Bringing Deep Learning Workloads to JSC supercomputers

Data loading

Alexandre Strube // Sabrina Benassou

June 25th, 2025

Schedule for day 2

Time	Title
13:00 - 13:10	Welcome, questions
13:10 - 14:10	Data loading
14:10 - 14:25	Coffee Break (flexible)
14:25 - 17:00	Parallelize Training

Let’s talk about DATA

I/O is separate and shared

All compute nodes of all supercomputers see the same files
Performance tradeoff between shared acessibility and speed
Our I/O server is almost a supercomputer by itself

Where do I keep my files?

Always store your code in the project1 folder ($PROJECT_projectname ). In our case
```
/p/project1/training2529/$USER
```
Store data in the scratch directory for faster I/O access ($SCRATCH_projectname). ⚠️Files in scratch are deleted after 90 days of inactivity.
```
/p/scratch/training2529/$USER
```
Store the data in $DATA_dataset for a more permanent location.
```
/p/data1/datasets
```

Data loading

We have CPUs and lots of memory - let’s use them
If your dataset is relatively small (< 500 GB) and can fit into the working memory (RAM) of each compute node (along with the program state), you can store it in /dev/shm. This is a special filesystem that uses RAM for storage, making it extremely fast for data access. ⚡️
For bigger datasets (> 500 GB) you have many strategies:
- Hierarchical Data Format 5 (HDF5)
- Apache Arrow
- NVIDIA Data Loading Library (DALI)
- SquashFS

Inodes

Inodes (Index Nodes) are data structures that store metadata about files and directories.
Unique identification of files and directories within the file system.
Efficient management and retrieval of file metadata.
Essential for file operations like opening, reading, and writing.
Limitations:
- Fixed Number: Limited number of inodes; no new files if exhausted, even with free disk space.
- Space Consumption: Inodes consume disk space, balancing is needed for efficiency.

Data loading

In this course, we provide you with some examples on how to create and HDF5 and pyarrow files.

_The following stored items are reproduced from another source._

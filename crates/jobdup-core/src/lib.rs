//! Core domain model and collaborator ports for jobdup.

use std::collections::{HashMap, HashSet};
use std::fmt;

use async_trait::async_trait;
use chrono::{DateTime, NaiveDate, Utc};
use serde::{Deserialize, Serialize};
use thiserror::Error;

pub const CRATE_NAME: &str = "jobdup-core";

pub type ListingId = i64;
pub type SiteId = i64;
pub type RegionId = i64;
pub type CountryId = i64;
pub type TenantId = i64;
pub type FilterId = i64;
pub type ImportConfigId = i64;

/// Pseudo-region some partners attach to every foreign posting.
pub const ABROAD_REGION_NAME: &str = "Abroad";

#[derive(Debug, Clone, Copy, PartialEq, Eq, Hash, Serialize, Deserialize)]
#[serde(rename_all = "snake_case")]
pub enum ListingKind {
    Job,
    Cv,
}

impl ListingKind {
    pub fn listing_table(self) -> &'static str {
        match self {
            Self::Job => "jobs",
            Self::Cv => "cvs",
        }
    }

    pub fn duplicate_table(self) -> &'static str {
        match self {
            Self::Job => "duplicate_jobs",
            Self::Cv => "duplicate_cvs",
        }
    }

    /// Appended to the digest input for listings imported under a context-scoped config.
    pub fn context_salt(self) -> &'static str {
        match self {
            Self::Job => "jobdup:context-scope:job",
            Self::Cv => "jobdup:context-scope:cv",
        }
    }
}

/// Content fingerprint shared by equivalent listings across partner sites.
#[derive(Debug, Clone, PartialEq, Eq, Hash, PartialOrd, Ord, Serialize, Deserialize, Default)]
#[serde(transparent)]
pub struct ContentHash(String);

impl ContentHash {
    pub fn new(value: impl Into<String>) -> Self {
        Self(value.into())
    }

    pub fn as_str(&self) -> &str {
        &self.0
    }

    pub fn is_empty(&self) -> bool {
        self.0.is_empty()
    }
}

impl fmt::Display for ContentHash {
    fn fmt(&self, f: &mut fmt::Formatter<'_>) -> fmt::Result {
        f.write_str(&self.0)
    }
}

/// A job or résumé record ingested from a partner site.
///
/// `site_id` and `url` are the presented values: query-time substitution rewrites
/// them in memory, everything else is the persisted record.
#[derive(Debug, Clone, PartialEq, Serialize, Deserialize)]
pub struct Listing {
    pub id: ListingId,
    pub kind: ListingKind,
    pub title: String,
    #[serde(default)]
    pub name: Option<String>,
    pub description: String,
    pub site_id: SiteId,
    #[serde(default)]
    pub external_id: Option<i64>,
    #[serde(default)]
    pub employer: Option<String>,
    #[serde(default)]
    pub ext_region_names: String,
    #[serde(default)]
    pub ext_category_names: String,
    #[serde(default)]
    pub hash: ContentHash,
    pub url: String,
    #[serde(default)]
    pub salary: Option<String>,
    #[serde(default)]
    pub employment: Option<FilterId>,
    #[serde(default)]
    pub country_id: Option<CountryId>,
    #[serde(default)]
    pub import_config_id: Option<ImportConfigId>,
    pub created_at: DateTime<Utc>,
    pub updated_at: DateTime<Utc>,
    #[serde(default)]
    pub expires_at: Option<NaiveDate>,
}

impl Listing {
    /// Category names split on `;` and `,`, trimmed and de-duplicated in first-seen order.
    pub fn categories(&self) -> Vec<String> {
        let mut out: Vec<String> = Vec::new();
        for part in self.ext_category_names.split(';').flat_map(|s| s.split(',')) {
            let part = part.trim();
            if part.is_empty() || out.iter().any(|c| c == part) {
                continue;
            }
            out.push(part.to_string());
        }
        out
    }

    pub fn root_category(&self) -> String {
        self.categories().into_iter().next().unwrap_or_default()
    }

    pub fn leaf_category(&self) -> String {
        self.categories().pop().unwrap_or_default()
    }

    /// Overwrites the presented partner copy. Hash, text and timestamps stay untouched.
    pub fn present_as(&mut self, site_id: SiteId, url: impl Into<String>) {
        self.site_id = site_id;
        self.url = url.into();
    }
}

/// Cleans a raw region list the way listings are shown: trimmed, unique, no "abroad" marker.
pub fn normalize_region_names(raw: &str) -> String {
    let mut parts: Vec<&str> = Vec::new();
    for part in raw.split(',').map(str::trim) {
        if part.is_empty() || part == ABROAD_REGION_NAME || parts.contains(&part) {
            continue;
        }
        parts.push(part);
    }
    parts.join(", ")
}

#[derive(Debug, Clone, PartialEq, Serialize, Deserialize)]
pub struct PartnerSite {
    pub id: SiteId,
    #[serde(default)]
    pub name: String,
    pub budget: f64,
    pub real_cpc: f64,
    #[serde(default)]
    pub free: bool,
}

impl PartnerSite {
    pub fn is_free(&self) -> bool {
        self.free
    }

    pub fn effective_cpc(&self) -> f64 {
        self.real_cpc
    }

    /// Budget used for weighting; negative balances count as zero.
    pub fn weight(&self) -> f64 {
        self.budget.max(0.0)
    }
}

/// "`site_id` still hosts the content identified by `hash` until `expires_at`."
#[derive(Debug, Clone, PartialEq, Eq, Serialize, Deserialize)]
pub struct DuplicateRecord {
    pub hash: ContentHash,
    pub site_id: SiteId,
    pub url: String,
    pub expires_at: NaiveDate,
}

impl DuplicateRecord {
    pub fn is_current(&self, today: NaiveDate) -> bool {
        self.expires_at >= today
    }
}

/// Curated job collections maintained outside the listing table.
#[derive(Debug, Clone, Copy, PartialEq, Eq, Hash, Serialize, Deserialize)]
#[serde(rename_all = "snake_case")]
pub enum JobSegment {
    Abroad,
    Parttime,
}

impl JobSegment {
    pub fn table(self) -> &'static str {
        match self {
            Self::Abroad => "abroad_jobs",
            Self::Parttime => "parttime_jobs",
        }
    }
}

/// Per-tenant policy surface consumed by the engine.
#[derive(Debug, Clone, PartialEq, Serialize, Deserialize)]
pub struct TenantPolicy {
    pub tenant_id: TenantId,
    #[serde(default)]
    pub duplicate_substitution_enabled: bool,
    #[serde(default)]
    pub minimal_cpc_for_paid_duplicate_substitution: f64,
    #[serde(default)]
    pub improved_job_hashing: bool,
    #[serde(default)]
    pub use_region_ids_for_job_hashing: bool,
}

impl TenantPolicy {
    pub fn disabled(tenant_id: TenantId) -> Self {
        Self {
            tenant_id,
            duplicate_substitution_enabled: false,
            minimal_cpc_for_paid_duplicate_substitution: 0.0,
            improved_job_hashing: false,
            use_region_ids_for_job_hashing: false,
        }
    }
}

/// What an import configuration tells the hasher about a listing.
#[derive(Debug, Clone, Copy, PartialEq, Eq, Serialize, Deserialize)]
pub struct ImportContext {
    pub is_context: bool,
    pub country_id: Option<CountryId>,
}

#[derive(Debug, Error)]
pub enum StoreError {
    #[error("{0}")]
    Message(String),
    #[error(transparent)]
    Anyhow(#[from] anyhow::Error),
}

pub type StoreResult<T> = Result<T, StoreError>;

#[async_trait]
pub trait ListingStore: Send + Sync {
    /// Read-only fetch; result order is unspecified and unknown ids are absent.
    async fn fetch_by_ids(&self, kind: ListingKind, ids: &[ListingId]) -> StoreResult<Vec<Listing>>;

    async fn find_by_hash(&self, kind: ListingKind, hash: &ContentHash) -> StoreResult<Option<Listing>>;
}

#[async_trait]
pub trait DuplicateIndex: Send + Sync {
    /// All records for `hashes` whose expiry is today or later.
    async fn find_current(
        &self,
        kind: ListingKind,
        hashes: &[ContentHash],
    ) -> StoreResult<Vec<DuplicateRecord>>;

    async fn find_one(
        &self,
        kind: ListingKind,
        hash: &ContentHash,
        site_id: SiteId,
    ) -> StoreResult<Option<DuplicateRecord>>;
}

#[async_trait]
pub trait PartnerSiteDirectory: Send + Sync {
    async fn sites_by_ids(&self, ids: &[SiteId]) -> StoreResult<HashMap<SiteId, PartnerSite>>;
}

#[async_trait]
pub trait RegionResolver: Send + Sync {
    async fn region_root(&self, country_id: CountryId) -> StoreResult<Option<RegionId>>;

    async fn resolve_ids(&self, names: &[String], root: RegionId) -> StoreResult<Vec<RegionId>>;
}

#[async_trait]
pub trait ImportConfigDirectory: Send + Sync {
    async fn import_context(&self, import_config_id: ImportConfigId) -> StoreResult<Option<ImportContext>>;
}

#[async_trait]
pub trait TenantDirectory: Send + Sync {
    async fn tenant_for_country(&self, country_id: CountryId) -> StoreResult<Option<TenantPolicy>>;
}

#[async_trait]
pub trait FilterDirectory: Send + Sync {
    async fn freelance_filter_id(&self, tenant_id: TenantId) -> StoreResult<Option<FilterId>>;
}

#[async_trait]
pub trait SegmentDirectory: Send + Sync {
    async fn in_segment(&self, segment: JobSegment, listing_id: ListingId) -> StoreResult<bool>;
}

#[async_trait]
pub trait UserJobDirectory: Send + Sync {
    /// The subset of `external_ids` that refer to jobs posted directly by users.
    async fn user_job_ids(&self, external_ids: &[i64]) -> StoreResult<HashSet<i64>>;
}

#[async_trait]
pub trait CacheStore: Send + Sync {
    async fn get(&self, key: &str) -> StoreResult<Option<String>>;

    async fn set(&self, key: &str, value: String, ttl: std::time::Duration) -> StoreResult<()>;
}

We need to download some code:

cd $HOME/course
git clone https://github.com/HelmholtzAI-FZJ/2025-06-course-Bringing-Deep-Learning-Workloads-to-JSC-supercomputers.git

Move to the correct folder:

cd 2025-06-course-Bringing-Deep-Learning-Workloads-to-JSC-supercomputers/code/dataloading/

We used the ImageNet dataset for the examples.

The ImageNet dataset

Large Scale Visual Recognition Challenge (ILSVRC)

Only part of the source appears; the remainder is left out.